The woman, whose voice he fell asleep to at night on the phone, may have been a fabrication, but the alleged script used to fool Te'o seemed to mirror Tuiasoposo's reality.
Click here for a who's who in the Manti Te'o case
Tuiasoposo's father posted on Facebook that his son and his band survived a severe car accident last March.
And at the same time the fake Kekua was diagnosed with leukemia, Tuiasoposo's cousin, Jazmine Lutu, also in her early 20s, was battling the disease, USA Today reported.
The sophistication and the depth of the hoax, which was publicly unraveled last week, left many people with questions that are only beginning to be answered.

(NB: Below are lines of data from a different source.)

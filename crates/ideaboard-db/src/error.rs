//! Database-specific error types and conversions.

use ideaboard_core::error::BoardError;

/// Database-layer error type.
#[derive(Debug, thiserror::Error)]
pub enum DbError {
    #[error("SurrealDB error: {0}")]
    Surreal(#[from] surrealdb::Error),

    #[error("Query failed: {0}")]
    Query(String),

    #[error("Invalid stored value: {0}")]
    Decode(String),

    #[error("Migration failed: {0}")]
    Migration(String),

    #[error("Record not found: {entity} with id {id}")]
    NotFound { entity: String, id: String },
}

/// Messages SurrealDB reports when a write lost a race with a concurrent
/// transaction: an optimistic commit conflict, or a unique index entry
/// claimed in between our read and our write.
const RETRYABLE_MARKERS: &[&str] = &[
    "Transaction conflict",
    "retry the transaction",
    "already contains",
];

impl DbError {
    pub(crate) fn not_found(entity: &str, id: impl Into<String>) -> Self {
        DbError::NotFound {
            entity: entity.into(),
            id: id.into(),
        }
    }

    /// Whether running the whole operation again may succeed.
    pub(crate) fn is_retryable(&self) -> bool {
        let message = match self {
            DbError::Surreal(e) => e.to_string(),
            DbError::Query(msg) => msg.clone(),
            _ => return false,
        };

        RETRYABLE_MARKERS
            .iter()
            .any(|marker| message.contains(marker))
    }
}

impl From<DbError> for BoardError {
    fn from(err: DbError) -> Self {
        match err {
            DbError::NotFound { entity, id } => BoardError::NotFound { entity, id },
            other => BoardError::Database(other.to_string()),
        }
    }
}
//! Domain models for Ideaboard.
//!
//! These are the core types shared across all crates.

pub mod comment;
pub mod idea;
pub mod tenant;
pub mod user;
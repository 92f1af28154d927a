//! SurrealDB-backed [`AppContext`].

use ideaboard_core::{AppContext, AppSettings};
use surrealdb::{Connection, Surreal};

use crate::repository::{
    SurrealHealthCheck, SurrealIdeaRepository, SurrealTenantRepository, SurrealUserRepository,
};

/// Application context with every repository backed by one SurrealDB handle.
pub type SurrealContext<C> = AppContext<
    SurrealHealthCheck<C>,
    SurrealTenantRepository<C>,
    SurrealUserRepository<C>,
    SurrealIdeaRepository<C>,
>;

pub fn build_context<C: Connection>(db: Surreal<C>, settings: AppSettings) -> SurrealContext<C> {
    AppContext {
        health: SurrealHealthCheck::new(db.clone()),
        tenants: SurrealTenantRepository::new(db.clone()),
        users: SurrealUserRepository::new(db.clone()),
        ideas: SurrealIdeaRepository::new(db),
        settings,
    }
}
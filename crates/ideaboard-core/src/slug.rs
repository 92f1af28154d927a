//! Title-to-slug rules for ideas.
//!
//! A slug is the lowercased alphanumeric content of a title with every
//! run of other characters collapsed into a single `-`. Slugs are unique
//! within a tenant; collisions are resolved by appending the idea number.

/// Slug used for titles that contain no alphanumeric character.
pub const FALLBACK_SLUG: &str = "idea";

/// Derive the base slug for a title.
pub fn slugify(title: &str) -> String {
    let mut slug = String::with_capacity(title.len());
    let mut pending_dash = false;

    for c in title.chars() {
        if c.is_alphanumeric() {
            if pending_dash && !slug.is_empty() {
                slug.push('-');
            }
            pending_dash = false;
            slug.extend(c.to_lowercase());
        } else {
            pending_dash = true;
        }
    }

    if slug.is_empty() {
        FALLBACK_SLUG.to_string()
    } else {
        slug
    }
}

/// Pick a slug for idea `number` that does not collide with `taken`.
///
/// Returns `base` when free, otherwise `base-{number}`, then
/// `base-{number}-2`, `base-{number}-3`, ...
pub fn unique_slug<S: AsRef<str>>(base: &str, number: u32, taken: &[S]) -> String {
    let is_taken = |candidate: &str| taken.iter().any(|t| t.as_ref() == candidate);

    if !is_taken(base) {
        return base.to_string();
    }

    let numbered = format!("{base}-{number}");
    if !is_taken(&numbered) {
        return numbered;
    }

    let mut suffix = 2u32;
    loop {
        let candidate = format!("{numbered}-{suffix}");
        if !is_taken(&candidate) {
            return candidate;
        }
        suffix += 1;
    }
}

#[cfg(test)]
mod tests {
    use super::*;

    #[test]
    fn slugify_lowercases_and_dashes_words() {
        assert_eq!(slugify("My new idea"), "my-new-idea");
        assert_eq!(slugify("Idea #1"), "idea-1");
        assert_eq!(slugify("  Dark   mode!!  "), "dark-mode");
        assert_eq!(slugify("Support SSO / SAML (v2)"), "support-sso-saml-v2");
    }

    #[test]
    fn slugify_keeps_non_ascii_letters() {
        assert_eq!(slugify("Café Über"), "café-über");
    }

    #[test]
    fn slugify_falls_back_for_symbol_only_titles() {
        assert_eq!(slugify("?!?"), FALLBACK_SLUG);
        assert_eq!(slugify(""), FALLBACK_SLUG);
    }

    #[test]
    fn unique_slug_returns_base_when_free() {
        let taken: [&str; 0] = [];
        assert_eq!(unique_slug("dark-mode", 3, &taken), "dark-mode");
        assert_eq!(unique_slug("dark-mode", 3, &["dark-mode-3"]), "dark-mode");
    }

    #[test]
    fn unique_slug_appends_number_on_collision() {
        assert_eq!(unique_slug("dark-mode", 3, &["dark-mode"]), "dark-mode-3");
    }

    #[test]
    fn unique_slug_keeps_counting_past_numbered_collision() {
        let taken = ["dark-mode", "dark-mode-3", "dark-mode-3-2"];
        assert_eq!(unique_slug("dark-mode", 3, &taken), "dark-mode-3-3");
    }
}
//! SurrealDB repository implementations.

mod health;
mod idea;
mod tenant;
mod user;

pub use health::SurrealHealthCheck;
pub use idea::SurrealIdeaRepository;
pub use tenant::SurrealTenantRepository;
pub use user::SurrealUserRepository;

use surrealdb_types::SurrealValue;
use uuid::Uuid;

use crate::error::DbError;

/// Row struct for count queries.
#[derive(Debug, SurrealValue)]
struct CountRow {
    total: u64,
}

/// Parse a UUID stored as a string, naming the entity on failure.
fn parse_uuid(value: &str, entity: &str) -> Result<Uuid, DbError> {
    Uuid::parse_str(value).map_err(|e| DbError::Decode(format!("invalid {entity} UUID: {e}")))
}
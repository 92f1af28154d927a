//! Error types for Ideaboard.

use thiserror::Error;

#[derive(Debug, Error)]
pub enum BoardError {
    #[error("Entity not found: {entity} with id {id}")]
    NotFound { entity: String, id: String },

    #[error("Entity already exists: {entity}")]
    AlreadyExists { entity: String },

    #[error("Database error: {0}")]
    Database(String),

    #[error("Internal error: {0}")]
    Internal(String),
}

impl BoardError {
    /// Whether this error is the "not found" condition callers are
    /// expected to branch on.
    pub fn is_not_found(&self) -> bool {
        matches!(self, BoardError::NotFound { .. })
    }
}

pub type BoardResult<T> = Result<T, BoardError>;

Te'o received phone calls, text messages and letters before every football game from his "girlfriend." He was in contact with her family, including a twin brother, a second brother, sister and parents. He called often to check in with them, just as he did with his own family. And "Kekua" kept in contact with Te'o's friends and family, and teammates spoke to her on the phone.
"There are a remarkable number of characters involved. We don't know how many people they represent," Notre Dame Athletic Director Jack Swarbrick said at a news conference this week. "There are male and female characters, brothers, cousins, mother, and we don't know if it's two people playing multiple characters or multiple people."
"It goes to the sophistication of this, that there are all these sort of independent pieces that reinforce elements of the story all the way through," he said.
One of Te'o's teammates who asked not to be identified told ABC News that it was normal for Te'o to pass his phone around to teammates when he was on the line with "Lennay" so they could say hello to her.
"I talked to her," this teammate said. "I wasn't suspicious."
When Te'o got the call telling him that Lennay had died last fall, he was in the locker room, the teammate said.
"He got real emotional, crying," the teammate said. "He's an emotional guy."
The teammate said he thinks Te'o genuinely got hoaxed. The fact that Te'o talked about meeting her and touching her hand -- when really he only "met" her on the Internet -- makes this teammate think that he was not completely telling the truth about his relationship.
"I think he was just embarrassed about it, the whole Internet thing," the teammate said. The player said he hasn't talked to Te'o since this story broke.
In response to Te'o's comments that the investigators hired by the school never interviewed him, just asked for a picture and any evidence he had, Notre Dame spokesman Dennis Brown provides the following statement:
"Notre Dame engaged with a highly regarded investigative firm to, first and foremost, determine who had perpetrated what by all appearances was a hoax. The 'catfish' scheme and those responsible for it were discovered so quickly that there was no need for an interview with Manti - though that would have been the next step had nothing turned up. The investigators' work has been verified by media reports and the confession this week of the principal participant."
Brown said that the investigators started their work on Jan. 2 and on Jan. 4 and the school received an oral report with the information on the "catfish" scheme and the perpetrators.
Depth of Deception
A newly released transcript of Sports Illustrated writer Pete Thamel's Sept. 23 interview with Te'o gives a hint at the staggering depth of the deception.
Te'o told Thamel that he'd been told Lennay Kekua's real name was Melelengei, but since no one could pronounce it properly it was shortened to Lennay. But her family nicknamed her Lala, he said.